The main takeaway is that IVF-TQ replaces the learned residual codebook with a fixed random rotation plus a precomputed Lloyd-Max scalar quantizer. Only the coarse IVF partition is trained on data. The authors report that this stays stable across three 10M datasets and three bit-budget regimes while standard PQ drops several points even under shuffled i.i.d. ingestion, and that per-batch PQ retraining does not close the gap. They also show an amplification trick that brings performance close to Extended RaBitQ at matched budget and an adaptive variant that refreshes only the partition. That construction and the empirical pattern across nine cells are the concrete new pieces. The operational claim—no per-dataset tuning, no retraining cycle—is useful for anyone running production vector stores that grow continuously. The experiments appear controlled and the deltas are small and consistent, which is worth noting. The soft spot is the uniform-over-sphere inner-product bound. It is presented as depending only on b, d, and delta, yet real embedding distributions are not uniform on the sphere, so the bound supplies no automatic guarantee that the observed stability will hold or that it is caused by the bound rather than the rotation or the IVF structure itself. The abstract states the bound but gives no derivation or check against the actual data, and the experimental protocol details are thin. Without those, the stability result remains an empirical observation that still needs per-dataset verification in practice. This paper is for engineers who maintain large, growing ANN indexes and want to reduce retraining overhead. A reader focused on production vector search will get a workable alternative construction and a clear comparison to PQ. It is coherent enough and tackles a real deployment issue, so it deserves a serious referee even though the theoretical part will need more work.

Referee Report

2 major / 0 minor

Summary. The paper introduces IVF-TQ, an inverted-file ANN index whose residual compression layer is data-independent: a fixed random rotation followed by a precomputed Lloyd-Max scalar quantizer parameterized solely by bit width b and dimension d (only the IVF coarse partition is trained).

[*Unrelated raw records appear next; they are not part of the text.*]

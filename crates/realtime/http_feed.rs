use anyhow::{Context, Result};
use reqwest::header::CONTENT_TYPE;
use serde::Serialize;
use tokio::sync::mpsc;
use tracing::warn;

use super::donation_feed::{DonationEvent, DonationFeed};

const QUEUE_CAPACITY: usize = 128;

#[derive(Serialize)]
struct PublishBody<'a> {
    channel: &'a str,
    #[serde(flatten)]
    event: &'a DonationEvent,
}

/// Publishes donation events to a realtime HTTP endpoint from a background task.
pub struct HttpDonationFeed {
    tx: mpsc::Sender<DonationEvent>,
}

impl HttpDonationFeed {
    /// Spawns the sender task; call from inside the tokio runtime.
    pub fn spawn(publish_url: String, api_key: String, channel: String) -> Result<Self> {
        let http = reqwest::Client::builder()
            .timeout(std::time::Duration::from_secs(3))
            .build()
            .context("failed to build realtime http client")?;

        let (tx, mut rx) = mpsc::channel::<DonationEvent>(QUEUE_CAPACITY);

        tokio::spawn(async move {
            while let Some(event) = rx.recv().await {
                let body = PublishBody {
                    channel: &channel,
                    event: &event,
                };

                let sent = http
                    .post(&publish_url)
                    .header("x-api-key", &api_key)
                    .header(CONTENT_TYPE, "application/json")
                    .json(&body)
                    .send()
                    .await;

                match sent {
                    Ok(resp) if resp.status().is_success() => {}
                    Ok(resp) => warn!(
                        status = %resp.status(),
                        amount = %event.amount,
                        "realtime: publish rejected"
                    ),
                    Err(err) => warn!(
                        error = %err.without_url(),
                        amount = %event.amount,
                        "realtime: publish failed"
                    ),
                }
            }
        });

        Ok(Self { tx })
    }
}

impl DonationFeed for HttpDonationFeed {
    fn publish(&self, event: DonationEvent) {
        match self.tx.try_send(event) {
            Ok(()) => {}
            Err(mpsc::error::TrySendError::Full(_)) => {
                warn!("realtime: queue full, dropping donation event");
            }
            Err(mpsc::error::TrySendError::Closed(_)) => {
                warn!("realtime: queue closed, dropping donation event");
            }
        }
    }
}
use std::fmt::Display;

use serde::{Deserialize, Serialize};

#[derive(Debug, Clone, Copy, Serialize, Deserialize, PartialEq, Eq, Hash)]
#[serde(rename_all = "snake_case")]
pub enum PaymentRail {
    Bank,
    Qr,
    Card,
}

impl PaymentRail {
    pub fn as_str(&self) -> &'static str {
        match self {
            PaymentRail::Bank => "bank",
            PaymentRail::Qr => "qr",
            PaymentRail::Card => "card",
        }
    }

    pub fn from_str(value: &str) -> Option<Self> {
        match value {
            "bank" => Some(PaymentRail::Bank),
            "qr" => Some(PaymentRail::Qr),
            "card" => Some(PaymentRail::Card),
            _ => None,
        }
    }

    /// Label shown on the donor's history when the rail gives us nothing better.
    pub fn default_status_label(&self) -> &'static str {
        match self {
            PaymentRail::Bank => "Bank transfer (slip verified)",
            PaymentRail::Qr => "PromptPay QR",
            PaymentRail::Card => "Card payment",
        }
    }
}

impl Display for PaymentRail {
    fn fmt(&self, f: &mut std::fmt::Formatter<'_>) -> std::fmt::Result {
        f.write_str(self.as_str())
    }
}
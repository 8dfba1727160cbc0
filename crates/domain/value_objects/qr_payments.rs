use bigdecimal::BigDecimal;
use chrono::{DateTime, Duration, Utc};
use serde::{Deserialize, Serialize};

use super::enums::payment_statuses::PaymentStatus;

pub const QR_EXPIRY_MINUTES: i64 = 15;
pub const QR_POLL_INTERVAL_SECS: u64 = 3;

pub fn qr_expires_at(created_at: DateTime<Utc>) -> DateTime<Utc> {
    created_at + Duration::minutes(QR_EXPIRY_MINUTES)
}

/// A QR is expired strictly after its deadline.
pub fn is_qr_expired(expires_at: DateTime<Utc>, now: DateTime<Utc>) -> bool {
    now > expires_at
}

#[derive(Debug, Clone, Deserialize)]
pub struct CreateQrPaymentModel {
    pub amount: BigDecimal,
    pub project_id: Option<i64>,
}

/// QR code minted by the gateway for one pending payment.
#[derive(Debug, Clone, PartialEq)]
pub struct GatewayQrCode {
    pub reference: String,
    pub qr_image: String,
    pub promptpay_id: String,
}

#[derive(Debug, Clone, Serialize)]
pub struct QrPaymentDto {
    pub reference: String,
    pub qr_image: String,
    pub promptpay_id: String,
    pub amount: BigDecimal,
    pub created_at: DateTime<Utc>,
    pub expires_at: DateTime<Utc>,
    pub poll_interval_secs: u64,
}

/// What a polling client is told about its QR payment.
#[derive(Debug, Clone, Copy, Serialize, Deserialize, PartialEq, Eq)]
#[serde(rename_all = "snake_case")]
pub enum QrPollStatus {
    Pending,
    Success,
    Fail,
    Expired,
    Cancelled,
}

impl QrPollStatus {
    pub fn from_attempt_status(status: PaymentStatus) -> Self {
        match status {
            PaymentStatus::Pending => QrPollStatus::Pending,
            PaymentStatus::Completed => QrPollStatus::Success,
            PaymentStatus::Failed => QrPollStatus::Fail,
            PaymentStatus::Cancelled => QrPollStatus::Cancelled,
        }
    }

    /// Whether the client should keep polling.
    pub fn is_final(&self) -> bool {
        !matches!(self, QrPollStatus::Pending)
    }
}

#[derive(Debug, Clone, Serialize)]
pub struct QrPaymentStatusDto {
    pub reference: String,
    pub status: QrPollStatus,
    pub expires_at: DateTime<Utc>,
}
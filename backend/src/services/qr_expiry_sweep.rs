use chrono::Utc;
use crates::domain::repositories::payment_attempts::PaymentAttemptRepository;
use std::{sync::Arc, time::Duration};
use tracing::{error, info};

use crate::usecases::qr_payments::expire_stale_attempts;

/// Fails QR attempts left pending past their deadline, forever, every `interval`.
pub async fn run_qr_expiry_sweep<A>(attempt_repo: Arc<A>, interval: Duration)
where
    A: PaymentAttemptRepository + Send + Sync + 'static,
{
    info!(
        interval_secs = interval.as_secs(),
        "qr expiry sweep: started"
    );

    loop {
        tokio::time::sleep(interval).await;

        if let Err(err) = expire_stale_attempts(attempt_repo.as_ref(), Utc::now()).await {
            error!(error = %err, "qr expiry sweep: pass failed");
        }
    }
}
use std::fmt::Display;

use serde::{Deserialize, Serialize};

#[derive(Debug, Clone, Copy, Serialize, Deserialize, PartialEq, Eq)]
#[serde(rename_all = "snake_case")]
pub enum PaymentStatus {
    Pending,
    Completed,
    Failed,
    Cancelled,
}

impl PaymentStatus {
    pub fn as_str(&self) -> &'static str {
        match self {
            PaymentStatus::Pending => "pending",
            PaymentStatus::Completed => "completed",
            PaymentStatus::Failed => "failed",
            PaymentStatus::Cancelled => "cancelled",
        }
    }

    pub fn from_str(value: &str) -> Option<Self> {
        match value {
            "pending" => Some(PaymentStatus::Pending),
            "completed" => Some(PaymentStatus::Completed),
            "failed" => Some(PaymentStatus::Failed),
            "cancelled" => Some(PaymentStatus::Cancelled),
            _ => None,
        }
    }

    pub fn is_terminal(&self) -> bool {
        !matches!(self, PaymentStatus::Pending)
    }

    /// Only a pending attempt may move, and only into a terminal state.
    pub fn can_transition_to(&self, next: PaymentStatus) -> bool {
        matches!(self, PaymentStatus::Pending) && next.is_terminal()
    }
}

impl Display for PaymentStatus {
    fn fmt(&self, f: &mut std::fmt::Formatter<'_>) -> std::fmt::Result {
        f.write_str(self.as_str())
    }
}
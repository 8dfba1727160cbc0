use axum::{http::StatusCode, response::IntoResponse};
use tracing::info;

pub async fn not_found() -> impl IntoResponse {
    info!("backend router: not_found handler invoked");
    (StatusCode::NOT_FOUND, "NOT_FOUND").into_response()
}

pub async fn health_check() -> impl IntoResponse {
    (StatusCode::OK, "OK").into_response()
}
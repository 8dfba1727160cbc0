use bigdecimal::BigDecimal;
use chrono::{DateTime, Utc};
use serde::Serialize;
use uuid::Uuid;

use crate::domain::entities::payment_records::PaymentRecordEntity;

#[derive(Debug, Clone, Serialize)]
pub struct PaymentRecordDto {
    pub id: Uuid,
    pub reference: String,
    pub rail: String,
    pub status: String,
    pub status_label: String,
    pub amount: BigDecimal,
    pub project_id: Option<i64>,
    pub payment_date: DateTime<Utc>,
}

impl From<PaymentRecordEntity> for PaymentRecordDto {
    fn from(value: PaymentRecordEntity) -> Self {
        Self {
            id: value.id,
            reference: value.reference,
            rail: value.rail,
            status: value.status,
            status_label: value.status_label,
            amount: value.amount,
            project_id: value.project_id,
            payment_date: value.payment_date,
        }
    }
}

#[derive(Debug, Clone, Serialize)]
pub struct DonationSummaryDto {
    pub balance: BigDecimal,
    pub recent_payments: Vec<PaymentRecordDto>,
}

/// Result of an accepted slip upload.
#[derive(Debug, Clone, Serialize)]
pub struct SlipDepositDto {
    pub reference: String,
    pub amount: BigDecimal,
    /// False for anonymous uploads: the slip was checked but nothing was credited.
    pub credited: bool,
    pub payment_id: Option<Uuid>,
}
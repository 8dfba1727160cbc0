use axum::{
    Json,
    response::{IntoResponse, Response},
};
use serde::Serialize;

use crate::usecases::ledger::PaymentError;

#[derive(Debug, Serialize)]
pub struct ErrorResponse {
    pub code: u16,
    pub message: String,
}

impl IntoResponse for PaymentError {
    fn into_response(self) -> Response {
        let status = self.status_code();
        let body = Json(ErrorResponse {
            code: status.as_u16(),
            // Internal and vendor detail stays in the logs.
            message: self.user_message(),
        });

        (status, body).into_response()
    }
}
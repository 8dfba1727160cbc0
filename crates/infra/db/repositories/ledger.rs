use anyhow::{Result, anyhow};
use async_trait::async_trait;
use bigdecimal::BigDecimal;
use chrono::Utc;
use diesel::{
    dsl::exists,
    insert_into,
    prelude::*,
    result::{DatabaseErrorKind, Error as DieselError},
    select, update,
};
use std::sync::Arc;
use tracing::warn;
use uuid::Uuid;

use crate::{
    domain,
    infra::db::postgres::{
        postgres_connection::PgPool,
        schema::{fundraising_projects, payment_attempts, payment_records, user_balances},
    },
};
use domain::{
    entities::{
        payment_records::{InsertPaymentRecordEntity, PaymentRecordEntity},
        user_balances::UserBalanceEntity,
    },
    repositories::ledger::{LedgerRepository, LedgerWriteOutcome},
    value_objects::{
        enums::payment_statuses::PaymentStatus, project_progress::apply_credit,
        verified_payments::LedgerEntry,
    },
};

const REFERENCE_UNIQUE_CONSTRAINT: &str = "payment_records_reference_key";

pub struct LedgerPostgres {
    db_pool: Arc<PgPool>,
}

impl LedgerPostgres {
    pub fn new(db_pool: Arc<PgPool>) -> Self {
        Self { db_pool }
    }
}

#[async_trait]
impl LedgerRepository for LedgerPostgres {
    async fn is_reference_used(&self, reference: &str) -> Result<bool> {
        let mut conn = Arc::clone(&self.db_pool).get()?;

        let used = select(exists(
            payment_records::table.filter(payment_records::reference.eq(reference)),
        ))
        .get_result::<bool>(&mut conn)?;

        Ok(used)
    }

    async fn record_payment(&self, entry: LedgerEntry) -> Result<LedgerWriteOutcome> {
        let mut conn = Arc::clone(&self.db_pool).get()?;
        let new_record = InsertPaymentRecordEntity::from(&entry);

        let result = conn.transaction::<PaymentRecordEntity, anyhow::Error, _>(|tx| {
            let record = insert_into(payment_records::table)
                .values(&new_record)
                .returning(PaymentRecordEntity::as_select())
                .get_result::<PaymentRecordEntity>(tx)?;

            // UPDATE holds the row lock until commit, so concurrent credits
            // to the same user queue up instead of losing an increment.
            let credited = update(user_balances::table.find(entry.user_id))
                .set((
                    user_balances::balance.eq(user_balances::balance + entry.amount.clone()),
                    user_balances::updated_at.eq(Utc::now()),
                ))
                .execute(tx)?;
            if credited == 0 {
                return Err(anyhow!("no balance row for user {}", entry.user_id));
            }

            if let Some(project_id) = entry.project_id {
                let (current_amount, target_amount) = fundraising_projects::table
                    .find(project_id)
                    .select((
                        fundraising_projects::current_amount,
                        fundraising_projects::target_amount,
                    ))
                    .for_update()
                    .first::<(BigDecimal, BigDecimal)>(tx)
                    .optional()?
                    .ok_or_else(|| anyhow!("fundraising project {} not found", project_id))?;

                let progress = apply_credit(&current_amount, &target_amount, &entry.amount);

                update(fundraising_projects::table.find(project_id))
                    .set((
                        fundraising_projects::current_amount.eq(progress.current_amount),
                        fundraising_projects::progress_percentage
                            .eq(progress.progress_percentage),
                        fundraising_projects::updated_at.eq(Utc::now()),
                    ))
                    .execute(tx)?;
            }

            // Whichever rail records the reference first settles the QR
            // attempt carrying it; bank and card references match nothing.
            update(
                payment_attempts::table
                    .filter(payment_attempts::reference.eq(&entry.reference))
                    .filter(payment_attempts::status.eq(PaymentStatus::Pending.as_str())),
            )
            .set((
                payment_attempts::status.eq(PaymentStatus::Completed.as_str()),
                payment_attempts::status_label.eq(&entry.status_label),
                payment_attempts::updated_at.eq(Utc::now()),
            ))
            .execute(tx)?;

            Ok(record)
        });

        match result {
            Ok(record) => Ok(LedgerWriteOutcome::Committed(record)),
            Err(err) if is_duplicate_reference(&err) => {
                warn!(
                    reference = %entry.reference,
                    "ledger: reference already recorded, transaction rolled back"
                );
                Ok(LedgerWriteOutcome::DuplicateReference)
            }
            Err(err) => Err(err),
        }
    }

    async fn project_exists(&self, project_id: i64) -> Result<bool> {
        let mut conn = Arc::clone(&self.db_pool).get()?;

        let found = select(exists(fundraising_projects::table.find(project_id)))
            .get_result::<bool>(&mut conn)?;

        Ok(found)
    }

    async fn find_balance(&self, user_id: Uuid) -> Result<Option<UserBalanceEntity>> {
        let mut conn = Arc::clone(&self.db_pool).get()?;

        let balance = user_balances::table
            .find(user_id)
            .select(UserBalanceEntity::as_select())
            .first::<UserBalanceEntity>(&mut conn)
            .optional()?;

        Ok(balance)
    }

    async fn list_recent_payments(
        &self,
        user_id: Uuid,
        limit: i64,
    ) -> Result<Vec<PaymentRecordEntity>> {
        let mut conn = Arc::clone(&self.db_pool).get()?;

        let records = payment_records::table
            .filter(payment_records::user_id.eq(user_id))
            .order(payment_records::created_at.desc())
            .limit(limit)
            .select(PaymentRecordEntity::as_select())
            .load::<PaymentRecordEntity>(&mut conn)?;

        Ok(records)
    }
}

fn is_duplicate_reference(err: &anyhow::Error) -> bool {
    matches!(
        err.downcast_ref::<DieselError>(),
        Some(DieselError::DatabaseError(DatabaseErrorKind::UniqueViolation, info))
            if info.constraint_name() == Some(REFERENCE_UNIQUE_CONSTRAINT)
    )
}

It claims that a uniform-over-sphere inner-product error bound depending only on (b, d, delta) supplies a structural guarantee of streaming stability without per-dataset tuning or codebook retraining. Under shuffled i.i.d. ingestion, PQ degrades while IVF-TQ remains stable (Delta in [-0.80, +0.56]pp) at one fixed (b, d) configuration across three 10M datasets; per-batch PQ retraining never closes the gap, and IVF-PQ requires per-dataset bit-budget tuning. The design also enables an IVF-amplification effect closing the gap to Extended RaBitQ.

Significance. If the bound is valid for real embedding distributions and directly accounts for the observed stability, the result would be significant for production streaming vector search by eliminating codebook training cycles and per-dataset hyperparameter search. Credit is due for the controlled experimental design across nine cells (three datasets, three PQ memory regimes, three seeds) that isolates the effect of codebook retraining under i.i.d. shuffling.

major comments (2)

[Abstract] Abstract: the central claim that the uniform-over-sphere inner-product error bound depends only on (b, d, delta) and supplies a structural guarantee is load-bearing, yet no derivation of the bound is supplied and no reduction to a data-dependent quantity is shown; without this, it is impossible to verify whether the bound remains independent of the target data distribution or merely restates an assumption of uniformity on the sphere.
[Abstract] Abstract: the reported Delta range [-0.80, +0.56]pp across the nine cells is presented as evidence that IVF-TQ holds at fixed (b, d) while PQ does not, but the abstract gives no error-bar details, no full experimental protocol, and no indication of how the bound was checked against the actual embedding distributions of the three 10M datasets; this leaves the attribution of stability to the bound versus the random rotation or IVF partition uninspectable.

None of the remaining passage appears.